Les auteurs du livre, cependant, suivent la troisième voie. Ils utilisent le fait que
proba = np.exp (np.dot (x, params))/(1 + np.exp (np.dot (x, params))))
et calculer l'intervalle de confiance pour la partie linéaire, puis transformer avec la fonction logit
xb = np.dot(age_range_poly, logit.params)
std_errors = np.array([np.sqrt(np.dot(np.dot(g, cov), g)) for g in age_range_poly])
upper_xb = xb + c * std_errors
lower_xb = xb - c * std_errors
upper = np.exp(upper_xb) / (1 + np.exp(upper_xb))
lower = np.exp(lower_xb) / (1 + np.exp(lower_xb))
plt.plot(age_range_poly[:, 1], upper)
plt.plot(age_range_poly[:, 1], lower)
plt.show()
Ils obtiennent donc l'intervalle divergent:
Ces méthodes produisent des résultats si différents car elles supposent différentes choses (probabilité prédite et log-odds) distribuées normalement. À savoir, la méthode delta suppose que les probabilités prédites sont normales, et dans le livre, les log-odds sont normaux. En fait, aucun d'entre eux n'est normal dans les échantillons finis, mais ils convergent tous vers des échantillons infinis, mais leurs variances convergent vers zéro en même temps. Les estimations du maximum de vraisemblance sont insensibles à la reparamétrisation, mais leur distribution estimée l'est, et c'est le problème.

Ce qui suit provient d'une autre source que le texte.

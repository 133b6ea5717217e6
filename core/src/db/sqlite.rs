// III-IV
// Copyright 2023 Julio Merino
//
// Licensed under the Apache License, Version 2.0 (the "License"); you may not
// use this file except in compliance with the License.  You may obtain a copy
// of the License at:
//
//     http://www.apache.org/licenses/LICENSE-2.0
//
// Unless required by applicable law or agreed to in writing, software
// distributed under the License is distributed on an "AS IS" BASIS, WITHOUT
// WARRANTIES OR CONDITIONS OF ANY KIND, either express or implied.  See the
// License for the specific language governing permissions and limitations
// under the License.

//! Common utilities to interact with an SQLite database.

use crate::db::{Db, DbError, DbResult, Executor, TxExecutor};
use crate::env::get_optional_var;
use async_trait::async_trait;
use log::warn;
use sqlx::pool::PoolConnection;
use sqlx::sqlite::{Sqlite, SqliteConnectOptions, SqliteConnection, SqlitePool, SqlitePoolOptions};
use sqlx::Transaction;
use std::str::FromStr;

/// Default value for the `path` configuration property.
pub const DEFAULT_PATH: &str = "./books.db";

/// Takes a raw SQLx error `e` and converts it to our generic error type.
pub fn map_sqlx_error(e: sqlx::Error) -> DbError {
    match e {
        sqlx::Error::ColumnDecode { source, .. } => DbError::DataIntegrityError(source.to_string()),
        sqlx::Error::PoolTimedOut => DbError::Unavailable,
        sqlx::Error::RowNotFound => DbError::NotFound,
        e if e.to_string().contains("FOREIGN KEY constraint failed") => DbError::NotFound,
        e if e.to_string().contains("UNIQUE constraint failed") => DbError::AlreadyExists,
        e if e.to_string().contains("database is locked") => DbError::Unavailable,
        e => DbError::BackendError(e.to_string()),
    }
}

/// Options to establish a connection to a SQLite database.
#[derive(Debug)]
#[cfg_attr(test, derive(PartialEq))]
pub struct SqliteOptions {
    /// Path to the database file, which is created if it does not exist yet.  The special value
    /// `:memory:` selects an in-memory database that lives as long as the pool.
    pub path: String,

    /// Maximum number of connections to allow against the database.
    pub max_connections: Option<u32>,
}

impl Default for SqliteOptions {
    fn default() -> Self {
        Self { path: DEFAULT_PATH.to_owned(), max_connections: None }
    }
}

impl SqliteOptions {
    /// Initializes a set of options from environment variables whose name is prefixed with the
    /// given `prefix`.
    ///
    /// This will use variables such as `<prefix>_PATH` and `<prefix>_MAX_CONNECTIONS`, all of
    /// which are optional.
    pub fn from_env(prefix: &str) -> Result<SqliteOptions, String> {
        Ok(SqliteOptions {
            path: get_optional_var::<String>(prefix, "PATH")?
                .unwrap_or_else(|| DEFAULT_PATH.to_owned()),
            max_connections: get_optional_var::<u32>(prefix, "MAX_CONNECTIONS")?,
        })
    }
}

/// Opens a connection pool against the database described by `opts`.
pub async fn connect(opts: SqliteOptions) -> DbResult<SqliteDb> {
    let conn_opts = SqliteConnectOptions::from_str(&opts.path)
        .map_err(map_sqlx_error)?
        .create_if_missing(true);

    let mut pool_opts = SqlitePoolOptions::new();
    if let Some(max_connections) = opts.max_connections {
        pool_opts = pool_opts.max_connections(max_connections);
    }

    let pool = pool_opts.connect_with(conn_opts).await.map_err(map_sqlx_error)?;
    Ok(SqliteDb { pool })
}

/// A generic database executor implementation for SQLite.
#[derive(Debug)]
pub enum SqliteExecutor {
    /// An executor backed by a pool.  Operations issued via this executor aren't guaranteed to
    /// happen on the same connection.
    PoolExec(PoolConnection<Sqlite>),

    /// An executor backed by a transaction.
    TxExec(Transaction<'static, Sqlite>),
}

impl SqliteExecutor {
    /// Returns the raw connection behind this executor, which is what `sqlx` queries run on.
    pub fn conn(&mut self) -> &mut SqliteConnection {
        match self {
            SqliteExecutor::PoolExec(conn) => &mut **conn,
            SqliteExecutor::TxExec(tx) => &mut **tx,
        }
    }

    /// Commits the transaction if this executor is backed by one.
    ///
    /// Calling this on a non-transaction-based executor results in a panic.
    pub(super) async fn commit(self) -> DbResult<()> {
        match self {
            SqliteExecutor::PoolExec(_) => unreachable!("Do not call commit on direct executors"),
            SqliteExecutor::TxExec(tx) => tx.commit().await.map_err(map_sqlx_error),
        }
    }
}

/// A database instance backed by a SQLite database.
pub struct SqliteDb {
    /// Shared SQLite connection pool.  This is a cloneable type that all concurrent
    /// transactions can use concurrently.
    pool: SqlitePool,
}

impl SqliteDb {
    /// Returns an executor of the specific type used by this database.
    pub async fn typed_ex(&self) -> DbResult<SqliteExecutor> {
        let conn = self.pool.acquire().await.map_err(map_sqlx_error)?;
        Ok(SqliteExecutor::PoolExec(conn))
    }
}

impl Drop for SqliteDb {
    fn drop(&mut self) {
        if !self.pool.is_closed() {
            warn!("Dropping connection without having called close() first");
        }
    }
}

#[async_trait]
impl Db for SqliteDb {
    async fn ex(&self) -> DbResult<Executor> {
        Ok(Executor::Sqlite(self.typed_ex().await?))
    }

    async fn begin(&self) -> DbResult<TxExecutor> {
        let tx = self.pool.begin().await.map_err(map_sqlx_error)?;
        Ok(TxExecutor(Executor::Sqlite(SqliteExecutor::TxExec(tx))))
    }

    async fn close(&self) {
        self.pool.close().await;
    }
}

/// Helper function to initialize the database with a schema.
pub async fn run_schema(e: &mut SqliteExecutor, schema: &str) -> DbResult<()> {
    sqlx::raw_sql(schema).execute(e.conn()).await.map_err(map_sqlx_error)?;
    Ok(())
}

/// Test utilities for the SQLite connection.
#[cfg(any(feature = "testutils", test))]
pub mod testutils {
    use super::*;

    /// Initializes the test database.
    ///
    /// The database lives in memory and is served by a single connection so that rolling back a
    /// dropped transaction always completes before the next executor is handed out.  As a
    /// consequence, callers must not hold two executors at once.
    pub async fn setup() -> SqliteDb {
        let _can_fail = env_logger::builder().is_test(true).try_init();
        let opts = SqliteOptions { path: ":memory:".to_owned(), max_connections: Some(1) };
        connect(opts).await.unwrap()
    }
}
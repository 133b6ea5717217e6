// III-IV
// Copyright 2023 Julio Merino
//
// Licensed under the Apache License, Version 2.0 (the "License"); you may not
// use this file except in compliance with the License.  You may obtain a copy
// of the License at:
//
//     http://www.apache.org/licenses/LICENSE-2.0
//
// Unless required by applicable law or agreed to in writing, software
// distributed under the License is distributed on an "AS IS" BASIS, WITHOUT
// WARRANTIES OR CONDITIONS OF ANY KIND, either express or implied.  See the
// License for the specific language governing permissions and limitations
// under the License.

//! Generic types for the model layer.
//!
//! Every service should define its own `model` module containing the data types of its domain.
//! Those types validate untrusted input at construction time and report problems via `ModelError`,
//! which the upper layers know how to translate.

/// Model errors.  These indicate that a piece of input data does not satisfy the constraints of
/// the type it was meant to build.
#[derive(Debug, PartialEq, thiserror::Error)]
#[error("{0}")]
pub struct ModelError(pub String);

/// Result type for this module.
pub type ModelResult<T> = Result<T, ModelError>;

Voici une méthode instructive et efficace pour calculer les erreurs standard ('se') de l'ajustement ('mean_se') et les observations uniques ('obs_se') au-dessus d'un modèle Logit (). Fit (). Fit () object ('fit') ), identique à la méthode du livre ISLR et à la dernière méthode de la réponse de David Dale:
fit_mean = fit.model.exog.dot(fit.params)
fit_mean_se = ((fit.model.exog*fit.model.exog.dot(fit.cov_params())).sum(axis=1))**0.5
fit_obs_se = ( ((fit.model.endog-fit_mean).std(ddof=fit.params.shape[0]))**2 + \
fit_mean_se**2 )**0.5
n chiffre similaire à celui du livre ISLR
Les régions ombrées représentent les intervalles de confiance à 95% pour les observations d'ajustement et uniques.
Les idées d'amélioration sont les bienvenues.